For anyone who has seen the previous two episodes of this Bridget trilogy, there may be a strong desire to see the conclusion, and without giving much away, I do think this one has put a cap on it, and there won’t be any more about Bridget Jones. The story has come a decade-and-a-half through time, and when the first film began, actress Renée Zellweger was in her early 30s, whereas now she’s in her late 40’s. Her character tries to back it up several years as the movie opens on Bridget’s lonely birthday, but even her stated age becomes an issue on her broadcasting job where a group of Hipsters have taken power, and they want more millennial focused “news” rather than what Bridget’s demographic was putting out and what they termed, “olds.”
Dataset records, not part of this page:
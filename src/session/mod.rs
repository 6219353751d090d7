//! Chat session management
//!
//! This module provides the `ChatSession` actor that owns the view state and:
//! - Applies remote log snapshots through the feed adapter
//! - Submits announcements to the speech queue
//! - Applies user actions and runs their effects (append, clipboard, timers)
//! - Re-renders after every mutation and publishes the frame

mod config;
mod session;
mod state;

pub use config::SessionConfig;
pub use session::{ChatSession, SessionHandle};
pub use state::{
    Action, ConnectionStatus, Effect, SettingsUpdate, ViewState, COPIED_INDICATOR,
};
So the film is about Bridget’s mid-life crisis of spinsterhood, having never solidified a relationship with the previous movies’ suitors, and she wants to go and have a crazy last youthful blowout, including mindless amounts of alcohol and an indiscriminate sexual hook-up (which Patrick Dempsey’s character is happy to oblige). Her boyfriend from the previous film is now married, and her hopes of ever being a mom and having a family are looking grim, yet, ironically, days after her wild tryst, Mark Darcy re-enters the scene with tales of a looming divorce and a renewed longing for Bridget, and so she does it again.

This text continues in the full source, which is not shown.